Writing automated smart contract tests
In a blockchain environment, a single mistake could cost you all of your funds - or even worse, your users' funds! This guide will help you develop robust applications by writing automated tests that verify your application behaves exactly as you intended.
We’ll cover the following topics:
About testing
There is a wide range of testing techniques, from simple manual verifications to complex end-to-end setups, all of them useful in their own way.
When it comes to smart contract development though, practice has shown that contract unit testing is exceptionally worthwhile. These tests are simple to write and quick to run, and let you add features and fix bugs in your code with confidence.

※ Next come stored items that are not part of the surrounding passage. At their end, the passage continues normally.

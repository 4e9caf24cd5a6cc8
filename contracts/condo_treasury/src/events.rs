//-----------------------------------------------------------------------------
// Events
//-----------------------------------------------------------------------------

use soroban_sdk::{contractevent, Address, Env, String};

#[contractevent]
#[derive(Clone, Debug, Eq, PartialEq)]
pub struct TreasuryInitialized {
    pub owner: Address,
    pub token: Address,
    pub initial_balance: i128,
}

#[contractevent]
#[derive(Clone, Debug, Eq, PartialEq)]
pub struct PayerUserAdded {
    #[topic]
    pub payer: Address,
    pub name: String,
}

#[contractevent]
#[derive(Clone, Debug, Eq, PartialEq)]
pub struct PayerAuthorizationChanged {
    #[topic]
    pub payer: Address,
    pub authorized: bool,
}

/// Deposit accepted from a registered payer.
#[contractevent]
#[derive(Clone, Debug, Eq, PartialEq)]
pub struct ExpensesPaid {
    #[topic]
    pub payer: Address,
    pub amount: i128,
    pub balance: i128,
}

#[contractevent]
#[derive(Clone, Debug, Eq, PartialEq)]
pub struct EmployeeAdded {
    #[topic]
    pub index: u32,
    pub employee: Address,
}

#[contractevent]
#[derive(Clone, Debug, Eq, PartialEq)]
pub struct ServiceAdded {
    #[topic]
    pub index: u32,
    pub service: Address,
}

#[contractevent]
#[derive(Clone, Debug, Eq, PartialEq)]
pub struct EmployeePaid {
    #[topic]
    pub index: u32,
    pub employee: Address,
    pub amount: i128,
}

#[contractevent]
#[derive(Clone, Debug, Eq, PartialEq)]
pub struct ServicePaid {
    #[topic]
    pub index: u32,
    pub service: Address,
    pub amount: i128,
}

/// One-off payout to an address outside the registries.
#[contractevent]
#[derive(Clone, Debug, Eq, PartialEq)]
pub struct SpecificPaymentMade {
    #[topic]
    pub to: Address,
    pub amount: i128,
}

#[contractevent]
#[derive(Clone, Debug, Eq, PartialEq)]
pub struct OwnershipTransferred {
    pub previous_owner: Address,
    pub new_owner: Address,
}

pub fn emit_treasury_initialized(e: &Env, event: TreasuryInitialized) {
    event.publish(e);
}

pub fn emit_payer_user_added(e: &Env, event: PayerUserAdded) {
    event.publish(e);
}

pub fn emit_payer_authorization_changed(e: &Env, event: PayerAuthorizationChanged) {
    event.publish(e);
}

pub fn emit_expenses_paid(e: &Env, event: ExpensesPaid) {
    event.publish(e);
}

pub fn emit_employee_added(e: &Env, event: EmployeeAdded) {
    event.publish(e);
}

pub fn emit_service_added(e: &Env, event: ServiceAdded) {
    event.publish(e);
}

pub fn emit_employee_paid(e: &Env, event: EmployeePaid) {
    event.publish(e);
}

pub fn emit_service_paid(e: &Env, event: ServicePaid) {
    event.publish(e);
}

pub fn emit_specific_payment_made(e: &Env, event: SpecificPaymentMade) {
    event.publish(e);
}

pub fn emit_ownership_transferred(e: &Env, event: OwnershipTransferred) {
    event.publish(e);
}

Smart contract unit testing consists of multiple small, focused tests, which each check a small part of your contract for correctness. They can often be expressed in single sentences that make up a specification, such as 'the admin is able to pause the contract', 'transferring tokens emits an event' or 'non-admins cannot mint new tokens'.
Setting up a testing environment
You may be wondering how we’re going to run these tests, since smart contracts are executed inside a blockchain. Using the actual Ethereum network would be very expensive, and while testnets are free, they are also slow (with blocktimes of 12 seconds or more). If we intend to run hundreds of tests whenever we make a change to our code, we need something better.
What we will use is called a local blockchain: a slimmed down version of the real thing, disconnected from the Internet, running on your machine. This will simplify things quite a bit: you won’t need to get Ether, and new blocks will be mined instantly.
Writing unit tests
We’ll use Chai assertions for our unit tests, which are available by installing the Hardhat Toolbox.
$ npm install --save-dev @nomicfoundation/hardhat-toolbox
We will keep our test files in a test
directory. Tests are best structured by mirroring the contracts
directory: for each .sol
file there, create a corresponding test file.
Time to write our first tests! These will test properties of the Box
contract from previous guides: a simple contract that lets you retrieve
a value the owner previously store
d.
Create a test
directory in your project root. We will save the test as test/Box.test.js
. Each test .js
file commonly has the tests for a single contract, and is named after it.
// test/Box.test.js
// Load dependencies
const { expect } = require('chai');
// Start test block
describe('Box', function () {
before(async function () {
this.Box = await ethers.getContractFactory('Box');
});
beforeEach(async function () {
this.box = await this.Box.deploy();
await this.box.waitForDeployment();
});
// Test case
it('retrieve returns a value previously stored', async function () {
// Store a value
await this.box.store(42);
// Test if the returned value is the same one
// Note that we need to use strings to compare the 256 bit integers
expect((await this.box.retrieve()).toString()).to.equal('42');
});
});
Many books have been written about how to structure unit tests. Check out the Moloch Testing Guide for a set of principles designed for testing Solidity smart contracts. |
We are now ready to run our tests!
Running npx hardhat test
will execute all tests in the test
directory, checking that your contracts work the way you meant them to:
$ npx hardhat test
Box
✓ retrieve returns a value previously stored
1 passing (578ms)
It’s also a very good idea at this point to set up a Continuous Integration service such as CircleCI to make your tests run automatically every time you commit your code to GitHub.
Performing complex assertions
Many interesting properties of your contracts may be hard to capture, such as:
-
verifying that the contract reverts on errors
-
measuring by how much an account’s Ether balance changed
-
checking that the proper events are emitted
We recommend using Hardhat Chai Matchers to help you test all of these properties, and Hardhat Network Helpers for simulating time passing on the blockchain. These tools will let you write powerful assertions without having to worry about the low-level details of the underlying Ethereum libraries.